→ **Work instruction**: Filter the listing and keep only the lines with the word "metrics".

→ **Excerpted data**:
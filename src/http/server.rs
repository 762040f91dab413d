//! HTTP server setup and configuration.
//!
//! # Responsibilities
//! - Create Axum Router with all handlers
//! - Wire up middleware (tracing, timeout, body limit, request ID)
//! - Expose tag counter operations under `/ssr/tags/`
//! - Forward bypassed paths to the origin untouched
//! - Render everything else through the cache tier chain
//! - Drain background work on shutdown

use axum::{
    body::Body,
    extract::{Path, State},
    http::{header, Method, Request, StatusCode},
    response::{IntoResponse, Response},
    routing::any,
    Router,
};
use std::sync::Arc;
use std::time::Duration;
use tokio::net::TcpListener;
use tokio::sync::broadcast;
use tower_http::{limit::RequestBodyLimitLayer, timeout::TimeoutLayer, trace::TraceLayer};

use crate::config::ProxyConfig;
use crate::context::{ForwardRequest, RequestContext};
use crate::handlers::{BackendError, Backends, CacheHandler, ChainError, Origin};
use crate::http::request::{propagate_request_id_layer, set_request_id_layer};
use crate::http::response::failure_response;
use crate::lifecycle::Lifecycle;
use crate::observability::metrics;
use crate::routing::{EntryRouter, Route};
use crate::versions::{self, Counter, CounterOp};

/// Application state injected into handlers.
#[derive(Clone)]
pub struct AppState {
    pub config: Arc<ProxyConfig>,
    pub cache: Arc<CacheHandler>,
    pub origin: Arc<dyn Origin>,
    pub counter: Arc<dyn Counter>,
    pub router: Arc<EntryRouter>,
    pub lifecycle: Lifecycle,
}

/// HTTP server for the edge cache.
pub struct HttpServer {
    router: Router,
    config: Arc<ProxyConfig>,
    lifecycle: Lifecycle,
}

impl HttpServer {
    /// Create a server over the default backends for `config`.
    pub fn new(config: ProxyConfig) -> Result<Self, BackendError> {
        let backends = Backends::from_config(&config)?;
        Ok(Self::with_backends(config, backends))
    }

    /// Create a server over explicit backends.
    pub fn with_backends(config: ProxyConfig, backends: Backends) -> Self {
        let config = Arc::new(config);
        let lifecycle = Lifecycle::new();

        let state = AppState {
            config: Arc::clone(&config),
            cache: Arc::new(CacheHandler::assemble(&config, &backends)),
            origin: Arc::clone(&backends.origin),
            counter: Arc::clone(&backends.counter),
            router: Arc::new(EntryRouter::from_config(&config.bypass)),
            lifecycle: lifecycle.clone(),
        };

        let router = Self::build_router(&config, state);
        Self {
            router,
            config,
            lifecycle,
        }
    }

    /// Build the Axum router with all middleware layers.
    #[allow(deprecated)]
    fn build_router(config: &ProxyConfig, state: AppState) -> Router {
        Router::new()
            .route("/ssr/tags/{tag}", any(tag_current))
            .route("/ssr/tags/{tag}/", any(tag_current))
            .route("/ssr/tags/{tag}/{operation}", any(tag_operation))
            .fallback(entry_handler)
            .with_state(state)
            .layer(RequestBodyLimitLayer::new(config.origin.max_body_bytes))
            .layer(TimeoutLayer::new(Duration::from_secs(config.timeouts.request_secs)))
            .layer(propagate_request_id_layer())
            .layer(TraceLayer::new_for_http())
            .layer(set_request_id_layer())
    }

    /// The router, for serving or driving with `tower::ServiceExt`.
    pub fn router(&self) -> Router {
        self.router.clone()
    }

    /// Lifecycle that every request's background work is counted against.
    pub fn lifecycle(&self) -> &Lifecycle {
        &self.lifecycle
    }

    pub fn config(&self) -> &ProxyConfig {
        &self.config
    }

    /// Serve until `shutdown` fires, then wait for outstanding background work.
    pub async fn run(
        self,
        listener: TcpListener,
        mut shutdown: broadcast::Receiver<()>,
    ) -> Result<(), std::io::Error> {
        let addr = listener.local_addr()?;
        tracing::info!(
            address = %addr,
            origin = %format!("{}://{}:{}", self.config.origin.protocol, self.config.origin.host, self.config.origin.port),
            "HTTP server starting"
        );

        axum::serve(listener, self.router)
            .with_graceful_shutdown(async move {
                let _ = shutdown.recv().await;
                tracing::info!("Shutdown signal received");
            })
            .await?;

        tracing::info!(pending = self.lifecycle.pending(), "Draining background work");
        self.lifecycle.drain().await;

        tracing::info!("HTTP server stopped");
        Ok(())
    }
}

async fn tag_current(State(state): State<AppState>, Path(tag): Path<String>) -> Response {
    run_tag_operation(&state, &tag, CounterOp::Current).await
}

async fn tag_operation(
    State(state): State<AppState>,
    Path((tag, operation)): Path<(String, String)>,
) -> Response {
    let Some(op) = CounterOp::parse(&operation) else {
        tracing::debug!(tag = %tag, operation = %operation, "Unknown tag operation");
        return (StatusCode::NOT_FOUND, "Not Found").into_response();
    };
    run_tag_operation(&state, &tag, op).await
}

async fn run_tag_operation(state: &AppState, tag: &str, op: CounterOp) -> Response {
    metrics::record_tag_operation(op.as_str());
    match versions::dispatch(state.counter.as_ref(), tag, op).await {
        Ok(value) => value.to_string().into_response(),
        Err(e) => {
            tracing::error!(tag = %tag, operation = op.as_str(), error = %e, "Tag operation failed");
            failure_response(&e)
        }
    }
}

/// Everything outside `/ssr/tags/`: bypass or render.
async fn entry_handler(State(state): State<AppState>, request: Request<Body>) -> Response {
    match state.router.route(request.uri().path()) {
        Route::Bypass => bypass(&state, request).await,
        Route::Render => render(&state, request).await,
    }
}

async fn render(state: &AppState, request: Request<Body>) -> Response {
    if request.method() != Method::GET {
        return (
            StatusCode::METHOD_NOT_ALLOWED,
            [(header::ALLOW, "GET")],
            "Method Not Allowed",
        )
            .into_response();
    }

    let (parts, _body) = request.into_parts();
    let ctx = match RequestContext::from_parts(
        parts.method,
        &parts.uri,
        parts.headers,
        Arc::clone(&state.config),
        state.lifecycle.child(),
    ) {
        Ok(ctx) => ctx,
        Err(e) => {
            tracing::error!(error = %e, "Cannot build request context");
            return failure_response(&e);
        }
    };

    let request_id = ctx.request_id.clone();
    let resource = ctx.request.resource();

    match state.cache.handle(ctx).await {
        Ok(Some(result)) => {
            tracing::info!(
                request_id = %request_id,
                resource = %resource,
                handler = %result.source,
                mode = %result.rendering_mode,
                status = result.status(),
                cache_status = result.cache_status().unwrap_or("-"),
                duration_ms = result.aggregated_duration.as_millis() as u64,
                "Served"
            );
            result.response.into_response()
        }
        Ok(None) => failure_response(&ChainError::NoResponse { resource }),
        Err(e) => {
            tracing::error!(request_id = %request_id, resource = %resource, error = %e, "Render failed");
            failure_response(&e)
        }
    }
}

async fn bypass(state: &AppState, request: Request<Body>) -> Response {
    let (parts, body) = request.into_parts();
    let body = match axum::body::to_bytes(body, state.config.origin.max_body_bytes).await {
        Ok(body) => body,
        Err(e) => {
            tracing::warn!(error = %e, "Failed to read request body");
            return (StatusCode::BAD_REQUEST, "Failed to read request body").into_response();
        }
    };

    let forward = match ForwardRequest::to_origin(
        parts.method,
        &parts.uri,
        parts.headers,
        body,
        &state.config.origin,
    ) {
        Ok(forward) => forward,
        Err(e) => return failure_response(&e),
    };

    tracing::debug!(method = %forward.method, resource = %forward.resource(), "Bypassing cache");
    match state.origin.forward(&forward).await {
        Ok(response) => response.into_response(),
        Err(e) => {
            tracing::error!(resource = %forward.resource(), error = %e, "Upstream error");
            (StatusCode::BAD_GATEWAY, "Upstream request failed").into_response()
        }
    }
}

→ **Your response**:
use crate::observability::metrics;
    metrics::record_tag_operation(op.as_str());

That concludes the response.